* **Goal of the exercise**: Nothing less than an exact copy of all the records is required.
--- Working data Enclosed Below ---
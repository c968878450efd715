//! Slice descriptors for strided views.
//!
//! A multi-slice is one [`SliceSpec`] per axis. Integer selectors drop their
//! axis from the result, `Full` keeps an axis whole, and `Range` keeps a
//! (possibly reversed or stepped) sub-range of it.

use std::ops::{Range, RangeFull};

use crate::{Result, StridedError};

/// A strided range (start..end with step).
///
/// `end` is exclusive. A negative `step` walks from `start` down toward `end`.
#[derive(Debug, Clone, Copy, PartialEq, Eq)]
pub struct StridedRange {
    pub start: usize,
    pub end: usize,
    pub step: isize,
}

impl StridedRange {
    pub fn new(start: usize, end: usize, step: isize) -> Self {
        Self { start, end, step }
    }

    /// Number of positions selected.
    pub fn len(&self) -> usize {
        compute_slice_len(self.start, self.end, self.step)
    }

    pub fn is_empty(&self) -> bool {
        self.len() == 0
    }
}

/// Selector for a single axis of a multi-slice.
#[derive(Debug, Clone, Copy, PartialEq, Eq)]
pub enum SliceSpec {
    /// Select a single position; the axis is removed from the result.
    Index(usize),
    /// Take every element along the axis.
    Full,
    /// Take a strided sub-range of the axis.
    Range(StridedRange),
}

impl SliceSpec {
    /// Whether this selector removes its axis from the result.
    #[inline]
    pub fn reduces_dim(&self) -> bool {
        matches!(self, SliceSpec::Index(_))
    }

    /// Resolve against an axis of extent `dim_size`.
    ///
    /// Returns `(start, len, step)` or an error if the selector does not fit
    /// inside the axis.
    pub(crate) fn resolve(&self, axis: usize, dim_size: usize) -> Result<(usize, usize, isize)> {
        match *self {
            SliceSpec::Index(index) => {
                if index >= dim_size {
                    return Err(StridedError::IndexOutOfBounds {
                        axis,
                        index,
                        dim: dim_size,
                    });
                }
                Ok((index, 1, 1))
            }
            SliceSpec::Full => Ok((0, dim_size, 1)),
            SliceSpec::Range(r) => {
                if r.step == 0 {
                    return Err(StridedError::ZeroStep { axis });
                }
                let len = r.len();
                if len == 0 {
                    return Ok((0, 0, r.step));
                }
                // The first and last visited positions must both lie inside the axis.
                let last = if r.step > 0 {
                    r.start + (len - 1) * r.step as usize
                } else {
                    r.start - (len - 1) * r.step.unsigned_abs()
                };
                let hi = r.start.max(last);
                if hi >= dim_size {
                    return Err(StridedError::IndexOutOfBounds {
                        axis,
                        index: hi,
                        dim: dim_size,
                    });
                }
                Ok((r.start, len, r.step))
            }
        }
    }
}

impl From<usize> for SliceSpec {
    fn from(index: usize) -> Self {
        SliceSpec::Index(index)
    }
}

impl From<RangeFull> for SliceSpec {
    fn from(_: RangeFull) -> Self {
        SliceSpec::Full
    }
}

impl From<Range<usize>> for SliceSpec {
    fn from(range: Range<usize>) -> Self {
        SliceSpec::Range(StridedRange::new(range.start, range.end, 1))
    }
}

impl From<StridedRange> for SliceSpec {
    fn from(range: StridedRange) -> Self {
        SliceSpec::Range(range)
    }
}

impl From<Option<usize>> for SliceSpec {
    /// `Some(i)` selects position `i`; `None` selects the full axis.
    fn from(index: Option<usize>) -> Self {
        match index {
            Some(i) => SliceSpec::Index(i),
            None => SliceSpec::Full,
        }
    }
}

/// Build a multi-slice from fixed leading selectors followed by full axes.
///
/// The result has `rank` entries: `selectors` become [`SliceSpec::Index`]
/// and the remaining `rank - selectors.len()` axes are [`SliceSpec::Full`].
///
/// # Panics
/// Panics if `selectors.len() > rank`.
pub fn multislice(selectors: &[usize], rank: usize) -> Vec<SliceSpec> {
    assert!(
        selectors.len() <= rank,
        "{} selectors for rank {}",
        selectors.len(),
        rank
    );
    let mut spec = Vec::with_capacity(rank);
    spec.extend(selectors.iter().map(|&i| SliceSpec::Index(i)));
    spec.resize(rank, SliceSpec::Full);
    spec
}

fn compute_slice_len(start: usize, end: usize, step: isize) -> usize {
    if step > 0 {
        end.saturating_sub(start).div_ceil(step as usize)
    } else if step < 0 {
        start.saturating_sub(end).div_ceil(step.unsigned_abs())
    } else {
        0
    }
}

#[cfg(test)]
mod tests {
    use super::*;

    #[test]
    fn test_multislice() {
        let spec = multislice(&[1, 0], 4);
        assert_eq!(
            spec,
            vec![
                SliceSpec::Index(1),
                SliceSpec::Index(0),
                SliceSpec::Full,
                SliceSpec::Full
            ]
        );
    }

    #[test]
    fn test_multislice_all_fixed() {
        assert_eq!(
            multislice(&[2, 3], 2),
            vec![SliceSpec::Index(2), SliceSpec::Index(3)]
        );
    }

    #[test]
    fn test_from_conversions() {
        assert_eq!(SliceSpec::from(3usize), SliceSpec::Index(3));
        assert_eq!(SliceSpec::from(..), SliceSpec::Full);
        assert_eq!(
            SliceSpec::from(1..4),
            SliceSpec::Range(StridedRange::new(1, 4, 1))
        );
        assert_eq!(SliceSpec::from(None), SliceSpec::Full);
        assert_eq!(SliceSpec::from(Some(2)), SliceSpec::Index(2));
    }

    #[test]
    fn test_strided_range_len() {
        assert_eq!(StridedRange::new(0, 5, 2).len(), 3);
        assert_eq!(StridedRange::new(4, 0, -1).len(), 4);
        assert_eq!(StridedRange::new(3, 3, 1).len(), 0);
        assert!(StridedRange::new(2, 1, 1).is_empty());
    }

    #[test]
    fn test_resolve_index() {
        assert_eq!(SliceSpec::Index(2).resolve(0, 3).unwrap(), (2, 1, 1));
        assert!(matches!(
            SliceSpec::Index(3).resolve(1, 3),
            Err(StridedError::IndexOutOfBounds {
                axis: 1,
                index: 3,
                dim: 3
            })
        ));
    }

    #[test]
    fn test_resolve_range() {
        assert_eq!(
            SliceSpec::Range(StridedRange::new(1, 6, 2))
                .resolve(0, 6)
                .unwrap(),
            (1, 3, 2)
        );
        assert_eq!(
            SliceSpec::Range(StridedRange::new(5, 0, -2))
                .resolve(0, 6)
                .unwrap(),
            (5, 3, -2)
        );
        assert!(SliceSpec::Range(StridedRange::new(0, 7, 1))
            .resolve(0, 6)
            .is_err());
        assert!(matches!(
            SliceSpec::Range(StridedRange::new(0, 2, 0)).resolve(2, 6),
            Err(StridedError::ZeroStep { axis: 2 })
        ));
    }

    #[test]
    fn test_resolve_empty_range() {
        assert_eq!(
            SliceSpec::Range(StridedRange::new(9, 9, 1))
                .resolve(0, 3)
                .unwrap(),
            (0, 0, 1)
        );
    }
}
--- End of Enclosed Working data ---
* **Result below**:
repository c968878450efd715
//! Slice descriptors for strided views.
//!
//! A multi-slice is one [`SliceSpec`] per axis. Integer selectors drop their
//! axis from the result, `Full` keeps an axis whole, and `Range` keeps a
//! (possibly reversed or stepped) sub-range of it.

use std::ops::{Range, RangeFull};

use crate::{Result, StridedError};

/// A strided range (start..end with step).
///
/// `end` is exclusive. A negative `step` walks from `start` down toward `end`.
#[derive(Debug, Clone, Copy, PartialEq, Eq)]
pub struct StridedRange {
    pub start: usize,
    pub end: usize,
    pub step: isize,
}

impl StridedRange {
    pub fn new(start: usize, end: usize, step: isize) -> Self {
        Self { start, end, step }
    }

    /// Number of positions selected.
    pub fn len(&self) -> usize {
        compute_slice_len(self.start, self.end, self.step)
    }

    pub fn is_empty(&self) -> bool {
        self.len() == 0
    }
}

/// Selector for a single axis of a multi-slice.
#[derive(Debug, Clone, Copy, PartialEq, Eq)]
pub enum SliceSpec {
    /// Select a single position; the axis is removed from the result.
    Index(usize),
    /// Take every element along the axis.
    Full,
    /// Take a strided sub-range of the axis.
    Range(StridedRange),
}

impl SliceSpec {
    /// Whether this selector removes its axis from the result.
    #[inline]
    pub fn reduces_dim(&self) -> bool {
        matches!(self, SliceSpec::Index(_))
    }

    /// Resolve against an axis of extent `dim_size`.
    ///
    /// Returns `(start, len, step)` or an error if the selector does not fit
    /// inside the axis.
    pub(crate) fn resolve(&self, axis: usize, dim_size: usize) -> Result<(usize, usize, isize)> {
        match *self {
            SliceSpec::Index(index) => {
                if index >= dim_size {
                    return Err(StridedError::IndexOutOfBounds {
                        axis,
                        index,
                        dim: dim_size,
                    });
                }
                Ok((index, 1, 1))
            }
            SliceSpec::Full => Ok((0, dim_size, 1)),
            SliceSpec::Range(r) => {
                if r.step == 0 {
                    return Err(StridedError::ZeroStep { axis });
                }
                let len = r.len();
                if len == 0 {
                    return Ok((0, 0, r.step));
                }
                // The first and last visited positions must both lie inside the axis.
                let last = if r.step > 0 {
                    r.start + (len - 1) * r.step as usize
                } else {
                    r.start - (len - 1) * r.step.unsigned_abs()
                };
                let hi = r.start.max(last);
                if hi >= dim_size {
                    return Err(StridedError::IndexOutOfBounds {
                        axis,
                        index: hi,
                        dim: dim_size,
                    });
                }
                Ok((r.start, len, r.step))
            }
        }
    }
}

impl From<usize> for SliceSpec {
    fn from(index: usize) -> Self {
        SliceSpec::Index(index)
    }
}

impl From<RangeFull> for SliceSpec {
    fn from(_: RangeFull) -> Self {
        SliceSpec::Full
    }
}

impl From<Range<usize>> for SliceSpec {
    fn from(range: Range<usize>) -> Self {
        SliceSpec::Range(StridedRange::new(range.start, range.end, 1))
    }
}

impl From<StridedRange> for SliceSpec {
    fn from(range: StridedRange) -> Self {
        SliceSpec::Range(range)
    }
}

impl From<Option<usize>> for SliceSpec {
    /// `Some(i)` selects position `i`; `None` selects the full axis.
    fn from(index: Option<usize>) -> Self {
        match index {
            Some(i) => SliceSpec::Index(i),
            None => SliceSpec::Full,
        }
    }
}

/// Build a multi-slice from fixed leading selectors followed by full axes.
///
/// The result has `rank` entries: `selectors` become [`SliceSpec::Index`]
/// and the remaining `rank - selectors.len()` axes are [`SliceSpec::Full`].
///
/// # Panics
/// Panics if `selectors.len() > rank`.
pub fn multislice(selectors: &[usize], rank: usize) -> Vec<SliceSpec> {
    assert!(
        selectors.len() <= rank,
        "{} selectors for rank {}",
        selectors.len(),
        rank
    );
    let mut spec = Vec::with_capacity(rank);
    spec.extend(selectors.iter().map(|&i| SliceSpec::Index(i)));
    spec.resize(rank, SliceSpec::Full);
    spec
}

fn compute_slice_len(start: usize, end: usize, step: isize) -> usize {
    if step > 0 {
        end.saturating_sub(start).div_ceil(step as usize)
    } else if step < 0 {
        start.saturating_sub(end).div_ceil(step.unsigned_abs())
    } else {
        0
    }
}

#[cfg(test)]
mod tests {
    use super::*;

    #[test]
    fn test_multislice() {
        let spec = multislice(&[1, 0], 4);
        assert_eq!(
            spec,
            vec![
                SliceSpec::Index(1),
                SliceSpec::Index(0),
                SliceSpec::Full,
                SliceSpec::Full
            ]
        );
    }

    #[test]
    fn test_multislice_all_fixed() {
        assert_eq!(
            multislice(&[2, 3], 2),
            vec![SliceSpec::Index(2), SliceSpec::Index(3)]
        );
    }

    #[test]
    fn test_from_conversions() {
        assert_eq!(SliceSpec::from(3usize), SliceSpec::Index(3));
        assert_eq!(SliceSpec::from(..), SliceSpec::Full);
        assert_eq!(
            SliceSpec::from(1..4),
            SliceSpec::Range(StridedRange::new(1, 4, 1))
        );
        assert_eq!(SliceSpec::from(None), SliceSpec::Full);
        assert_eq!(SliceSpec::from(Some(2)), SliceSpec::Index(2));
    }

    #[test]
    fn test_strided_range_len() {
        assert_eq!(StridedRange::new(0, 5, 2).len(), 3);
        assert_eq!(StridedRange::new(4, 0, -1).len(), 4);
        assert_eq!(StridedRange::new(3, 3, 1).len(), 0);
        assert!(StridedRange::new(2, 1, 1).is_empty());
    }

    #[test]
    fn test_resolve_index() {
        assert_eq!(SliceSpec::Index(2).resolve(0, 3).unwrap(), (2, 1, 1));
        assert!(matches!(
            SliceSpec::Index(3).resolve(1, 3),
            Err(StridedError::IndexOutOfBounds {
                axis: 1,
                index: 3,
                dim: 3
            })
        ));
    }

    #[test]
    fn test_resolve_range() {
        assert_eq!(
            SliceSpec::Range(StridedRange::new(1, 6, 2))
                .resolve(0, 6)
                .unwrap(),
            (1, 3, 2)
        );
        assert_eq!(
            SliceSpec::Range(StridedRange::new(5, 0, -2))
                .resolve(0, 6)
                .unwrap(),
            (5, 3, -2)
        );
        assert!(SliceSpec::Range(StridedRange::new(0, 7, 1))
            .resolve(0, 6)
            .is_err());
        assert!(matches!(
            SliceSpec::Range(StridedRange::new(0, 2, 0)).resolve(2, 6),
            Err(StridedError::ZeroStep { axis: 2 })
        ));
    }

    #[test]
    fn test_resolve_empty_range() {
        assert_eq!(
            SliceSpec::Range(StridedRange::new(9, 9, 1))
                .resolve(0, 3)
                .unwrap(),
            (0, 0, 1)
        );
    }
}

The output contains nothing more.